Is it too heavy-handed to say that one side is beautiful, and the other, is ugly?
It might be good to return here to my own initial discomfort of being physically present at Boundary Bay. Clearly, I also use harmful things. The most obvious thing being my truck. And so in an exacting sense, Snyder’s admonition is unavoidable for me. Truly, what is my song for my supper? The supper in this case might be all the elements which got me out to Boundary Bay, but also for this feast of the senses which has turned into this essay.
Is this essay then, my song? In part perhaps, but it remains an incomplete melody. On its own, it lacks the consonance of return. What I mean is that as a piece of writing, it remains within the realm of human nourishment, or meaning. At worst, it only increases the echo chamber effect of human culture, further dividing humans from their true responsibilities to the real, material health of particular places. More so, it gives the illusion of a completed cycle, inevitably leading to further breakage, and increased ‘taking’.
The time it took to get to the Serpentine River was more than double than what I anticipated. I allowed myself to forget this momentarily as I was in need of food, tea, and a place to relieve myself. I only took 20 minutes to rest, where I sat on granite boulders gazing out at the exposed mud flats of the Serpentine River estuary.
The sky at this point had completely changed.
Late afternoon sun poured over the bay, and a near full moon was rising. To make it back to the truck before the gates were locked, I would have to increase my speed by double to make it. There wasn’t time to question my ability here. No one else was embarking along the dike towards Centennial Beach. It was likely too late in the day for most people — the temperature dropping, and nearly time for supper. With the bright moon continuing to rise, I raced out back along the dike, my legs pumping with renewed zeal.
Large birds still crossed overhead, but because the light had diminished, they now seemed like very unusual objects. They were vague, but still intimidating, blending with the browns and the purples of a day-about-to-end. There was one exception to this blurring of life, and it was a phenomenon that I’ve witnessed a few times before. Close to sundown, large flocks of western sandpipers appear together over the water’s edge. Not unlike a school of herring will move, their tiny bodies fly together as one shimmering, and amorphous shape. But what makes this particularly shocking to me, is what happens at sunset.

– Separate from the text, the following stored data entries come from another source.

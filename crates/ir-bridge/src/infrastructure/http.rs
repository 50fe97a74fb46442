//! HTTP front end.
//!
//! One route:
//!
//! ```text
//! POST /device/{id}        body = raw code (Pronto, base64, binary, or a command name)
//!
//! 204 No Content           sent
//! 404 Not Found            unknown route or device
//! 400 Bad Request          empty body, undecodable code, or the device did not take it
//! ```
//!
//! Built on `axum`.  Device lookups and transmissions block on the network,
//! so the handler moves them onto the blocking pool.

use std::sync::{
    atomic::{AtomicBool, Ordering},
    Arc,
};
use std::time::Duration;

use anyhow::Context;
use axum::body::Bytes;
use axum::extract::{Path, State};
use axum::http::{header, StatusCode};
use axum::response::IntoResponse;
use axum::routing::post;
use axum::Router;
use tokio::net::TcpListener;
use tracing::{debug, error, info, warn};

use crate::application::registry::Registry;
use crate::domain::BridgeError;
use crate::SERVER_IDENTITY;

/// Builds the router.  Exposed so tests can drive it without a socket.
pub fn router(registry: Arc<Registry>) -> Router {
    Router::new()
        .route("/device/:id", post(transmit))
        .with_state(registry)
}

async fn transmit(
    State(registry): State<Arc<Registry>>,
    Path(id): Path<String>,
    body: Bytes,
) -> impl IntoResponse {
    let status = match tokio::task::spawn_blocking(move || transmit_blocking(&registry, &id, &body)).await {
        Ok(status) => status,
        Err(e) => {
            error!("HTTP: transmit task failed: {e}");
            StatusCode::INTERNAL_SERVER_ERROR
        }
    };
    (status, [(header::SERVER, SERVER_IDENTITY)])
}

fn transmit_blocking(registry: &Registry, id: &str, body: &[u8]) -> StatusCode {
    match registry.transmit(id, body, None) {
        Ok(()) => {
            debug!("HTTP: POST /device/{id}: sent");
            StatusCode::NO_CONTENT
        }
        Err(e @ BridgeError::NotFound(_)) => {
            warn!("HTTP: {e}");
            StatusCode::NOT_FOUND
        }
        Err(e) if e.is_bad_payload() => {
            warn!("HTTP: POST /device/{id}: rejected payload: {e}");
            StatusCode::BAD_REQUEST
        }
        Err(e) => {
            warn!("HTTP: POST /device/{id}: not sent: {e}");
            StatusCode::BAD_REQUEST
        }
    }
}

/// Serves HTTP on an already bound listener, shutting down gracefully once
/// `running` is cleared.
///
/// # Errors
///
/// Returns an error if the server fails.
pub async fn serve_http(
    listener: TcpListener,
    registry: Arc<Registry>,
    running: Arc<AtomicBool>,
) -> anyhow::Result<()> {
    axum::serve(listener, router(registry))
        .with_graceful_shutdown(async move {
            while running.load(Ordering::Relaxed) {
                tokio::time::sleep(Duration::from_millis(200)).await;
            }
            info!("HTTP server stopping");
        })
        .await
        .context("HTTP server failed")
}

// ── Tests ─────────────────────────────────────────────────────────────────────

When the sky is pink, and I happen to be facing the direction that can then view their bellies, all of a sudden, I’ll see a burst of tiny pink flashes — their white undersides acting as perfect screens, reflecting the bay’s show of evening light. After witnessing the sandpipers, I could see that the moon had climbed to the top of the sky — against dark indigo, its snowy glow cast a reflection onto the calm waters of the bay. I had just entered the bounds of Centennial Beach, and felt a rush of calm — I made it, just in time.
I only had a few minutes to load my bike.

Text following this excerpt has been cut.